The first time I ever wrote about the new "coronavirus" was in a February 2020 article about pandemic-inspired clothing. "The history of fashion," I began, "is a history, also, of disease." Almost overnight, quarantine reshaped our sense of style, from the widespread incorporation of masks into outfits (which, citing the literature available at the time, I'd been ignorantly skeptical of in my initial piece) to the shameless proliferation of all-occasion loungewear. Newspapers have breathlessly covered what's in and what's out: "Will working from home kill the bra forever?" The Wall Street Journal wondered. "The question now is whether [high heels will] ever rebound," one footwear analyst told The Washington Post. "To hell with anything with buttons," an analyst ranted to The Seattle Times. And pledged one memorable New York Times Magazine headline last year: "Sweatpants forever."
But all that might be short-term thinking. The real interesting moment for clothing actually begins now, as some parts of the world begin to reemerge from the worst of the pandemic. "I am skeptical that people will ever stop caring entirely about what other people are wearing," Richard Thompson Ford, the author of Dress Codes: How the Laws of Fashion Made History, told The New Yorker Radio Hour dismissively of claims that loungewear is here to stay. As he went on to note, "Part of history that I describe as the birth of fashion in the book, a lot of this is coming off of waves of the [bubonic] plague. As the plague wanes, you had this explosion of very expressive fashions." He added, "another example, after the end of the Spanish flu, you get the Roaring '20s and flapper styles, which were a dramatic departure from earlier women's clothing."
Indeed, it's hard to miss the parallels between now and the beginning of the 1920s. "The generation before [the Roaring 20s] had been slaughtered in the war, and there was a devil-may-care attitude," Dennis Nothdruft, a curator at London's Fashion and Textile Museum, told the BBC as a partial explanation for the famous extravagance of the era. And while we haven't survived a war specifically, more Americans died of COVID-19 than were killed in World War I, World War II, Korea, or Vietnam. The trauma of the past year could very well translate into a desire to go big, the same way it did 100 years ago.
Other historical precedents suggest explosions of expressiveness follow periods of minimalism — like in 1947, when Christian Dior's "post-occupation pieces were richly designed, maximalist creations that dedicated serious yardage to full skirts," a marked shift from "American wartime fashions [that] emphasized simplicity and comfort," The Seattle Times reports.
Or, to translate that into 21st century terms: "I keep thinking of Karl Lagerfeld and his comment about sweatpants being a sign of defeat, of losing control of your life," fashion curator and historian Pamela Golbin told WWD. "When quarantine lifts, we could see people yearning to dress up again, and a strong move toward a return to maximalist glamour as a sartorial expression of liberation."

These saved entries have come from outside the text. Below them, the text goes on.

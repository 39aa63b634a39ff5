//! Cache schema migrations.
//!
//! # Invariants
//! - `version` values are strictly increasing.
//! - All pending migrations apply in one transaction.

use crate::db::{DbError, DbResult};
use rusqlite::Connection;

#[derive(Debug, Clone, Copy)]
struct Migration {
    version: u32,
    sql: &'static str,
}

const MIGRATIONS: &[Migration] = &[Migration {
    version: 1,
    sql: include_str!("0001_snapshots.sql"),
}];

/// Latest schema version this build understands.
pub fn latest_version() -> u32 {
    MIGRATIONS.last().map_or(0, |migration| migration.version)
}

/// Applies every migration newer than the database's `user_version`.
pub fn apply_migrations(conn: &mut Connection) -> DbResult<()> {
    let current_version = current_user_version(conn)?;
    let latest = latest_version();

    if current_version > latest {
        return Err(DbError::UnsupportedSchemaVersion {
            db_version: current_version,
            latest_supported: latest,
        });
    }
    if current_version == latest {
        return Ok(());
    }

    let tx = conn.transaction()?;
    for migration in MIGRATIONS
        .iter()
        .filter(|migration| migration.version > current_version)
    {
        tx.execute_batch(migration.sql)?;
        tx.execute_batch(&format!("PRAGMA user_version = {};", migration.version))?;
    }
    tx.commit()?;

    Ok(())
}

fn current_user_version(conn: &Connection) -> DbResult<u32> {
    let version = conn.query_row("PRAGMA user_version;", [], |row| row.get::<_, u32>(0))?;
    Ok(version)
}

But what might that look like, in our era? What will be the distinctive maximalist look of the 2020s? Ford, the author, points to the interest in "Regency fashion" following the obsession with Netflix's Bridgerton and a curiosity about 1950s and 1960s clothing stemming from The Queen's Gambit and The Crown as possible starting places for people to "try something that's flamboyant and says 'here I am.'" Lilly Berelovich, the president of the trend forecasting firm Fashion Snoops, told WWD she expects to see "'emotional maximalism,' which is different from the peacocking genre of maximalism we have seen in the past, focusing instead around fabrics that feel good on the skin, color that evokes happiness, and silhouettes and exaggerated details that allow us to escape from reality."
Like all parts of modern culture, it's likely that there won't be one single defining look for fashion over the course of the next decade, the way the flapper dress now stands in (however anachronistically) for the 1920s. More probably, there will be room for niche tastes and experimentation, where every community has its own look.
Still, after a year of only changing into a collared shirt for cameras-on Zoom meetings (to say nothing about what might be going on with the bottoms), joyful overstatements are more likely than modest understatements. I've already started idly searching for something to retire the trusty WFH sweats that I bought last April. I think the flappers were onto something: I'm feeling sequins. Lots and lots of sequins.